[Stored items]
use serde::{Deserialize, Serialize};
use utoipa::ToSchema;

#[derive(Debug, Clone, Default, Serialize, Deserialize, ToSchema)]
#[serde(rename_all = "camelCase")]
pub struct CreateNoteRequest {
    /// Note title
    #[serde(default)]
    pub title: String,
    /// Note content
    #[serde(default)]
    pub content: String,
    /// Optional reminder timestamp
    #[serde(default)]
    pub reminder_date: Option<String>,
}

#[derive(Debug, Clone, Default, Serialize, Deserialize, ToSchema)]
#[serde(rename_all = "camelCase")]
pub struct UpdateNoteRequest {
    /// Note title
    #[serde(default)]
    pub title: String,
    /// Note content
    #[serde(default)]
    pub content: String,
    /// Optional reminder timestamp, replaces the stored one
    #[serde(default)]
    pub reminder_date: Option<String>,
}

#[derive(Debug, Clone, Copy, PartialEq, Eq, Serialize, Deserialize, ToSchema)]
pub struct CreateNoteReply {
    /// Whether the note was stored
    pub success: bool,
    /// ID of the new note
    #[serde(skip_serializing_if = "Option::is_none")]
    pub id: Option<i64>,
}

impl CreateNoteReply {
    pub const fn created(id: i64) -> Self {
        Self {
            success: true,
            id: Some(id),
        }
    }

    pub const fn failed() -> Self {
        Self {
            success: false,
            id: None,
        }
    }
}

#[derive(Debug, Clone, Copy, PartialEq, Eq, Serialize, Deserialize, ToSchema)]
pub struct SuccessReply {
    /// Whether the operation completed without a storage failure
    pub success: bool,
}

impl SuccessReply {
    pub const fn ok() -> Self {
        Self { success: true }
    }

    pub const fn failed() -> Self {
        Self { success: false }
    }
}

#[cfg(test)]
mod tests {
    use super::*;

    #[test]
    fn test_create_request_accepts_missing_reminder() {
        let request: CreateNoteRequest =
            serde_json::from_str(r#"{"title":"T","content":"C"}"#).unwrap();
        assert_eq!(request.title, "T");
        assert_eq!(request.content, "C");
        assert!(request.reminder_date.is_none());
    }

    #[test]
    fn test_failed_create_reply_omits_id() {
        let json = serde_json::to_string(&CreateNoteReply::failed()).unwrap();
        assert_eq!(json, r#"{"success":false}"#);

        let json = serde_json::to_string(&CreateNoteReply::created(7)).unwrap();
        assert_eq!(json, r#"{"success":true,"id":7}"#);
    }
}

Prompt
Nothing in the records above may be left out when you repeat them exactly.

Answer space
use serde::{Deserialize, Serialize};
use utoipa::ToSchema;

#[derive(Debug, Clone, Default, Serialize, Deserialize, ToSchema)]
#[serde(rename_all = "camelCase")]
pub struct CreateNoteRequest {
    /// Note title
    #[serde(default)]
    pub title: String,
    /// Note content
    #[serde(default)]
    pub content: String,
    /// Optional reminder timestamp
    #[serde(default)]
    pub reminder_date: Option<String>,
}

#[derive(Debug, Clone, Default, Serialize, Deserialize, ToSchema)]
#[serde(rename_all = "camelCase")]
pub struct UpdateNoteRequest {
    /// Note title
    #[serde(default)]
    pub title: String,
    /// Note content
    #[serde(default)]
    pub content: String,
    /// Optional reminder timestamp, replaces the stored one
    #[serde(default)]
    pub reminder_date: Option<String>,
}

#[derive(Debug, Clone, Copy, PartialEq, Eq, Serialize, Deserialize, ToSchema)]
pub struct CreateNoteReply {
    /// Whether the note was stored
    pub success: bool,
    /// ID of the new note
    #[serde(skip_serializing_if = "Option::is_none")]
    pub id: Option<i64>,
}

impl CreateNoteReply {
    pub const fn created(id: i64) -> Self {
        Self {
            success: true,
            id: Some(id),
        }
    }

    pub const fn failed() -> Self {
        Self {
            success: false,
            id: None,
        }
    }
}

#[derive(Debug, Clone, Copy, PartialEq, Eq, Serialize, Deserialize, ToSchema)]
pub struct SuccessReply {
    /// Whether the operation completed without a storage failure
    pub success: bool,
}

impl SuccessReply {
    pub const fn ok() -> Self {
        Self { success: true }
    }

    pub const fn failed() -> Self {
        Self { success: false }
    }
}

#[cfg(test)]
mod tests {
    use super::*;

    #[test]
    fn test_create_request_accepts_missing_reminder() {
        let request: CreateNoteRequest =
            serde_json::from_str(r#"{"title":"T","content":"C"}"#).unwrap();
        assert_eq!(request.title, "T");
        assert_eq!(request.content, "C");
        assert!(request.reminder_date.is_none());
    }

    #[test]
    fn test_failed_create_reply_omits_id() {
        let json = serde_json::to_string(&CreateNoteReply::failed()).unwrap();
        assert_eq!(json, r#"{"success":false}"#);

        let json = serde_json::to_string(&CreateNoteReply::created(7)).unwrap();
        assert_eq!(json, r#"{"success":true,"id":7}"#);
    }
}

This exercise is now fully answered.